Nanotubules Link Damaged Heart Cells With Mesenchymal Stem Cells to Both of Their Benefit


Mesenchymal stem cells are found throughout the body in bone marrow, fat, tendons, muscle, skin, umbilical cord, and many other tissues. These cells have the capacity to readily differentiate into bone, fat, and cartilage, and can also form smooth muscles under particular conditions.

Several animal studies and clinical trials have demonstrated that mesenchymal stem cells can help heal the heart after a heart attack. Mesenchymal stem cells (MSCs) tend to help the heart by secreting a variety of particular molecules that stimulate heart muscle survival, proliferation, and healing.

Given these mechanisms of healing, is there a better way to get these healing molecules to the heart muscle cells?

A research group from INSERM in Creteil, France has examined the use of tunneling nanotubes to connect MSCs with heart muscle cells. These experiments have revealed something remarkable about MSCs.

Florence Figeac and her colleagues in the laboratory of Ann-Marie Rodriguez used a culture system that grew fat-derived MSCs and with mouse heart muscle cells. They induced damage in the heart muscle cells and then used tunneling nanotubes to connect the fat-based MSCs.

They discovered two things. First of all, the MSCs secreted a variety of healing molecules regardless of their culture situation. However, when the MSCs were co-cultured with damaged heart muscle cells with tunneling nanotubes, the secretion of healing molecules increased. The tunneling nanotubes somehow passed signals from the damaged heart muscle cells to the MSCs and these signals jacked up secretion of healing molecules by the MSCs.

The authors referred to this as “crosstalk” between the fat-derived MSCs and heart muscle cells through the tunneling nanotubes and it altered the secretion of heart protective soluble factors (e.g., VEGF, HGF, SDF-1α, and MCP-3). The increased secretion of these molecules also maximized the ability of these stem cells to promote the growth and formation of new blood vessels and recruit bone marrow stem cells.
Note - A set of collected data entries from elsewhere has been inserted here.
//! Inter-component fabric.
//!
//! This module provides the pieces components use to talk to each other:
//! 1. **Packets:** the closed payload union flowing between ports.
//! 2. **Ports:** named single-slot data slots, arena-allocated and addressed
//!    by handle.
//! 3. **Tickers:** the self-rescheduling periodic-tick state machine.
//! 4. **Connections:** the combinational [`Wire`](wire::Wire) and the
//!    FIFO-buffered [`ReadyValid`](ready_valid::ReadyValid) edge.
//!
//! Connections with a non-zero latency do not write their destination port
//! directly; they hand back a [`Delivery`] that the owner schedules as a
//! standalone future event.

/// Packet payloads and the packet record.
pub mod packet;
/// Ports and the port arena.
pub mod port;
/// Ready/valid FIFO connection.
pub mod ready_valid;
/// Periodic tick state.
pub mod ticker;
/// Combinational wire connection.
pub mod wire;

pub use packet::{Packet, Payload};
pub use port::{Direction, Port, PortId, PortTable};
pub use ready_valid::ReadyValid;
pub use ticker::Ticker;
pub use wire::Wire;

use crate::common::Cycle;

/// Priority for deferred-delivery events: higher than [`ticker::TICK_PRIORITY`]
/// so a packet due at cycle `t` lands before any component tick at `t`
/// observes the destination port.
pub const DELIVERY_PRIORITY: u32 = 1;

/// A deferred port write produced by a connection with latency.
///
/// The connection's other state is updated immediately at its tick; only the
/// destination write is deferred. The component owner turns this into a
/// scheduled event.
#[derive(Debug, Clone, PartialEq)]
pub struct Delivery {
    /// Cycle at which the packet reaches the destination port.
    pub due: Cycle,
    /// Destination port.
    pub port: PortId,
    /// The packet in flight.
    pub packet: Packet,
}
//! Instruction decoder.
//!
//! A pure function from a 32-bit word to a decoded instruction record:
//! field extraction (opcode, rd, rs1, rs2, immediates) plus a deliberately
//! coarse classification into functional-unit classes. All `0x13`/`0x33`
//! words decode as ALU `Add` and all `0x63` branches as `Beq` — the one
//! refinement is the M-extension row (`0x33` with funct7 1), which routes to
//! the MLU or DVU by funct3 so multiply and divide words reach their
//! pipelined units. Stores assemble the S-type immediate; everything else
//! carries the I-type immediate.

use super::units::ops::{AluOp, BruOp, DvuOp, LsuOp, MluOp};

/// Functional-unit class of a decoded instruction.
#[derive(Debug, Clone, Copy, PartialEq, Eq, Default)]
pub enum OpType {
    /// Integer ALU lane.
    Alu,
    /// Branch-resolution unit.
    Bru,
    /// Multiplier unit.
    Mlu,
    /// Divider unit.
    Dvu,
    /// Load/store unit.
    Lsu,
    /// CSR/system class (executes on the BRU path, slot 0 only).
    Csr,
    /// Fence class (executes on the BRU path, slot 0 only).
    Fence,
    /// Unrecognized encoding.
    #[default]
    Invalid,
}

/// Unit-local operation of a decoded instruction.
#[derive(Debug, Clone, Copy, PartialEq, Eq)]
pub enum UnitOp {
    /// ALU operation.
    Alu(AluOp),
    /// Branch operation (also used for the CSR/FENCE pass-through).
    Bru(BruOp),
    /// Multiply operation.
    Mlu(MluOp),
    /// Divide operation.
    Dvu(DvuOp),
    /// Load/store operation.
    Lsu(LsuOp),
    /// No unit (invalid encodings).
    None,
}

/// A decoded instruction record.
#[derive(Debug, Clone, Copy, PartialEq, Eq)]
pub struct DecodedInst {
    /// Address the word was fetched from.
    pub addr: u32,
    /// The raw 32-bit word.
    pub word: u32,
    /// Functional-unit class.
    pub op_type: OpType,
    /// Destination register.
    pub rd: u8,
    /// First source register.
    pub rs1: u8,
    /// Second source register.
    pub rs2: u8,
    /// Sign-extended immediate (S-type for stores, I-type otherwise).
    pub imm: i32,
    /// Unit-local operation.
    pub op: UnitOp,
    /// True when the second ALU operand is the immediate (`0x13` row).
    pub uses_imm: bool,
}

impl DecodedInst {
    /// Destination register this instruction actually writes, or 0 for the
    /// classes that write nothing (stores, conditional branches, system,
    /// fence — their raw `rd` field holds immediate bits).
    pub fn effective_rd(&self) -> u8 {
        match self.op {
            UnitOp::Alu(_) | UnitOp::Mlu(_) | UnitOp::Dvu(_) => self.rd,
            UnitOp::Bru(op) => {
                if op.is_jump() {
                    self.rd
                } else {
                    0
                }
            }
            UnitOp::Lsu(op) => {
                if op.is_store() {
                    0
                } else {
                    self.rd
                }
            }
            UnitOp::None => 0,
        }
    }

    /// First source register this instruction actually reads, or 0 when the
    /// class has none (JAL, system — the field holds immediate bits).
    pub fn effective_rs1(&self) -> u8 {
        match self.op {
            UnitOp::Bru(BruOp::Jal | BruOp::Ecall | BruOp::Mret) => 0,
            UnitOp::None => 0,
            _ => self.rs1,
        }
    }

    /// Second source register this instruction actually reads, or 0 when
    /// the operand is an immediate or absent.
    pub fn effective_rs2(&self) -> u8 {
        match self.op {
            UnitOp::Alu(_) if self.uses_imm => 0,
            UnitOp::Alu(_) | UnitOp::Mlu(_) | UnitOp::Dvu(_) => self.rs2,
            UnitOp::Bru(op) if op.is_conditional() => self.rs2,
            UnitOp::Bru(_) => 0,
            UnitOp::Lsu(op) if op.is_store() => self.rs2,
            UnitOp::Lsu(_) | UnitOp::None => 0,
        }
    }
}

/// RISC-V major opcodes recognized by the coarse classifier.
mod opcodes {
    /// OP-IMM: register-immediate ALU.
    pub const OP_IMM: u32 = 0x13;
    /// OP: register-register ALU (and the M extension under funct7 1).
    pub const OP: u32 = 0x33;
    /// Conditional branches.
    pub const BRANCH: u32 = 0x63;
    /// Jump and link.
    pub const JAL: u32 = 0x6F;
    /// Jump and link register.
    pub const JALR: u32 = 0x67;
    /// Loads.
    pub const LOAD: u32 = 0x03;
    /// Stores.
    pub const STORE: u32 = 0x23;
    /// System (ECALL/MRET/CSR).
    pub const SYSTEM: u32 = 0x73;
    /// Fences.
    pub const MISC_MEM: u32 = 0x0F;
}

/// I-type immediate: bits [31:20], sign-extended.
fn imm_i(word: u32) -> i32 {
    (word as i32) >> 20
}

/// S-type immediate: bits [31:25] | [11:7], sign-extended.
fn imm_s(word: u32) -> i32 {
    ((word & 0xFE00_0000) as i32 >> 20) | (((word >> 7) & 0x1F) as i32)
}

/// Decodes one instruction word.
///
/// Pure and total: every word decodes to *something*, with unrecognized
/// opcodes classified [`OpType::Invalid`].
pub fn decode(addr: u32, word: u32) -> DecodedInst {
    let opcode = word & 0x7F;
    let rd = ((word >> 7) & 0x1F) as u8;
    let rs1 = ((word >> 15) & 0x1F) as u8;
    let rs2 = ((word >> 20) & 0x1F) as u8;
    let funct3 = (word >> 12) & 0x7;
    let funct7 = (word >> 25) & 0x7F;

    let mut inst = DecodedInst {
        addr,
        word,
        op_type: OpType::Invalid,
        rd,
        rs1,
        rs2,
        imm: imm_i(word),
        op: UnitOp::None,
        uses_imm: false,
    };

    match opcode {
        opcodes::OP_IMM => {
            inst.op_type = OpType::Alu;
            inst.op = UnitOp::Alu(AluOp::Add);
            inst.uses_imm = true;
        }
        opcodes::OP => {
            if funct7 == 0x01 {
                // M extension: funct3 0-3 multiply, 4-7 divide.
                match funct3 {
                    0 => {
                        inst.op_type = OpType::Mlu;
                        inst.op = UnitOp::Mlu(MluOp::Mul);
                    }
                    1 => {
                        inst.op_type = OpType::Mlu;
                        inst.op = UnitOp::Mlu(MluOp::Mulh);
                    }
                    2 => {
                        inst.op_type = OpType::Mlu;
                        inst.op = UnitOp::Mlu(MluOp::Mulhsu);
                    }
                    3 => {
                        inst.op_type = OpType::Mlu;
                        inst.op = UnitOp::Mlu(MluOp::Mulhu);
                    }
                    4 => {
                        inst.op_type = OpType::Dvu;
                        inst.op = UnitOp::Dvu(DvuOp::Div);
                    }
                    5 => {
                        inst.op_type = OpType::Dvu;
                        inst.op = UnitOp::Dvu(DvuOp::Divu);
                    }
                    6 => {
                        inst.op_type = OpType::Dvu;
                        inst.op = UnitOp::Dvu(DvuOp::Rem);
                    }
                    _ => {
                        inst.op_type = OpType::Dvu;
                        inst.op = UnitOp::Dvu(DvuOp::Remu);
                    }
                }
            } else {
                inst.op_type = OpType::Alu;
                inst.op = UnitOp::Alu(AluOp::Add);
            }
        }
        opcodes::BRANCH => {
            inst.op_type = OpType::Bru;
            inst.op = UnitOp::Bru(BruOp::Beq);
        }
        opcodes::JAL => {
            inst.op_type = OpType::Bru;
            inst.op = UnitOp::Bru(BruOp::Jal);
        }
        opcodes::JALR => {
            inst.op_type = OpType::Bru;
            inst.op = UnitOp::Bru(BruOp::Jalr);
        }
        opcodes::LOAD => {
            inst.op_type = OpType::Lsu;
            inst.op = UnitOp::Lsu(LsuOp::Lw);
            inst.uses_imm = true;
        }
        opcodes::STORE => {
            inst.op_type = OpType::Lsu;
            inst.op = UnitOp::Lsu(LsuOp::Sw);
            inst.imm = imm_s(word);
            inst.uses_imm = true;
        }
        opcodes::SYSTEM => {
            inst.op_type = OpType::Csr;
            // MRET is the one system encoding the core tells apart.
            inst.op = if imm_i(word) == 0x302 {
                UnitOp::Bru(BruOp::Mret)
            } else {
                UnitOp::Bru(BruOp::Ecall)
            };
        }
        opcodes::MISC_MEM => {
            inst.op_type = OpType::Fence;
            inst.op = UnitOp::Bru(BruOp::Ecall);
        }
        _ => {}
    }
    inst
}
//! Generic pipeline engine behaviors through the public API.

use scsim_core::common::Cycle;
use scsim_core::core::pipeline::{Pipeline, StageLogic};
use scsim_core::fabric::packet::{Packet, Payload};
use scsim_core::SimError;

/// Counts transform applications per stage.
#[derive(Default)]
struct Probe {
    applications: Vec<(usize, Cycle)>,
}

impl StageLogic<()> for Probe {
    fn admit(&mut self, _: &mut (), input: Option<Packet>, _now: Cycle) -> Option<Packet> {
        input
    }

    fn transform(&mut self, _: &mut (), stage: usize, _packet: &mut Packet, now: Cycle) {
        self.applications.push((stage, now));
    }
}

fn value(v: u32) -> Packet {
    Packet::new(Payload::Value(v), 0)
}

#[test]
fn construction_misuse_is_rejected() {
    assert!(matches!(Pipeline::new(1, 0), Err(SimError::InvalidConfig(_))));
    assert!(matches!(Pipeline::new(0, 1), Err(SimError::InvalidConfig(_))));
    assert!(Pipeline::new(2, 4).is_ok());
}

#[test]
fn back_to_back_throughput_is_one_per_tick() {
    let mut pipe = Pipeline::new(1, 3).unwrap();
    let mut probe = Probe::default();
    let mut drained = 0;
    for t in 0..10u64 {
        let v = t as u32;
        if pipe
            .advance(&mut probe, &mut (), || Some(value(v)), false, t)
            .is_some()
        {
            drained += 1;
        }
    }
    // First result appears after the 3-stage fill; one per tick after.
    assert_eq!(drained, 7);
    assert_eq!(pipe.total_processed(), 7);
    // With unit latencies nothing ever holds, so transforms fire only on
    // stage entry (stages 1 and 2).
    assert!(probe.applications.iter().all(|&(s, _)| s == 1 || s == 2));
}

#[test]
fn input_not_consumed_while_stage_zero_full() {
    // Stage 0 latency 3 keeps the first packet resident; the closure must
    // not be called while the slot is occupied.
    let mut pipe = Pipeline::new(1, 2).unwrap();
    pipe.set_stage_latency(0, 3);
    let mut probe = Probe::default();
    let mut offered = 0;
    for t in 0..3u64 {
        let _ = pipe.advance(
            &mut probe,
            &mut (),
            || {
                offered += 1;
                Some(value(9))
            },
            false,
            t,
        );
    }
    assert_eq!(offered, 1);
}

#[test]
fn flush_then_reuse() {
    let mut pipe = Pipeline::new(1, 3).unwrap();
    let mut probe = Probe::default();
    let _ = pipe.advance(&mut probe, &mut (), || Some(value(1)), false, 0);
    let _ = pipe.advance(&mut probe, &mut (), || Some(value(2)), false, 1);
    assert_eq!(pipe.occupancy(), 2);
    pipe.flush();
    assert!(pipe.is_empty());
    // The engine keeps working after a flush.
    let _ = pipe.advance(&mut probe, &mut (), || Some(value(3)), false, 2);
    assert_eq!(pipe.occupancy(), 1);
}

#[test]
fn stall_accounting_by_cause() {
    let mut pipe = Pipeline::new(1, 3).unwrap();
    pipe.set_stage_latency(1, 2);
    let mut probe = Probe::default();
    let _ = pipe.advance(&mut probe, &mut (), || Some(value(1)), false, 0);
    let _ = pipe.advance(&mut probe, &mut (), || Some(value(2)), false, 1);
    // Cycle 2: the middle stage holds its packet (latency) and the one
    // behind it has nowhere to go (structural).
    let _ = pipe.advance(&mut probe, &mut (), || None, false, 2);
    let _ = pipe.advance(&mut probe, &mut (), || None, true, 3);
    let stalls = pipe.stalls();
    assert_eq!(stalls.global, 1);
    assert!(stalls.latency >= 1);
    assert!(stalls.structural >= 1);
    assert_eq!(pipe.total_stalls(), stalls.global + stalls.latency + stalls.structural + stalls.predicate);
}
After these experiments in cell culture, Figeac and her colleagues used these cells in a living animal. They discovered that the fat-based MSCs did a better job at healing the heart if they were previously co-cultured with heart muscle cells.

Exposure of the MSCs to damaged heart muscle cells jacked up the expression of healing molecules, and therefore, these previous exposures made these MSCs better at healing hearts in comparison to naive MSCs that were not previously exposed to damaged heart muscle.

Thus, these experiments show that crosstalk between MSCs and heart muscle cells, mediated by nanotubes, can optimize heart-based stem cells therapies.

Human Neural Stem Cells Heal Damaged Limbs


The term “ischemia” refers to conditions under which a part of your body, organ, or tissue is deprived of oxygen. Without life-giving cells begin to die. Therefore, ischemia is usually a very bad thing.

Critical limb ischemia or CLI results when blood vessels to the legs, feet or arms are severely obstructed. The results of CLI are never pretty, and CLI remains a medical condition that presents few treatment options.

A study from a research team and the University of Bristol’s School of Clinical Sciences has used stem cells in a trial that uses laboratory mice to treat CLI. The success of this study provides a new direction and new hope for procedures that relieve symptoms and prolong the life of the limb.

Autologous stem cells treatments, or those stem treatments that utilize a patient’s own stem cells care subject to clear limitations. After collection from bone marrow, fat, or other source, the stem cells must be expanded in culture after stimulation with chemicals called cytokines. After growth in culture, the cells typically contain a collection of different types of stem cells of variable quality and potency. Also, if the patients has had a heart attack or has diabetes, then the quality and potency of their own stem cells are seriously compromised.

To circumvent this problem, Paulo Madeddu and his team at the Bristol Heart Institute have used an immortalized human neural stem cell line called CTX to treat animals who suffered from diabetes mellitus and CLI.

The CTX cell line comes from a biotechnology company called ReNeuron. This company is using this cell line in a clinical trial for stoke patients, and wants to use the CTX cell line in a clinical trial for CLI patients in the future.

When CTX cells are injected into the muscle of diabetic mice with CLI, the cells promote recovery from CLI. The CTX cells do so by promoting the growth of new blood vessels.

Madeddu said, “There are not effective drug interventions to treat CLI. The consequences are a very poor quality of life, possible major amputation and a life expectancy of less than one year from diagnosis in 50 percent of all CLI patients.”

Dr. Madeddu continued: “Our findings have shown a remarkable advancement towards more effective treatments for CLI and we have also demonstrated the importance of collaborations between universities and industry that can have a social and medical impact.”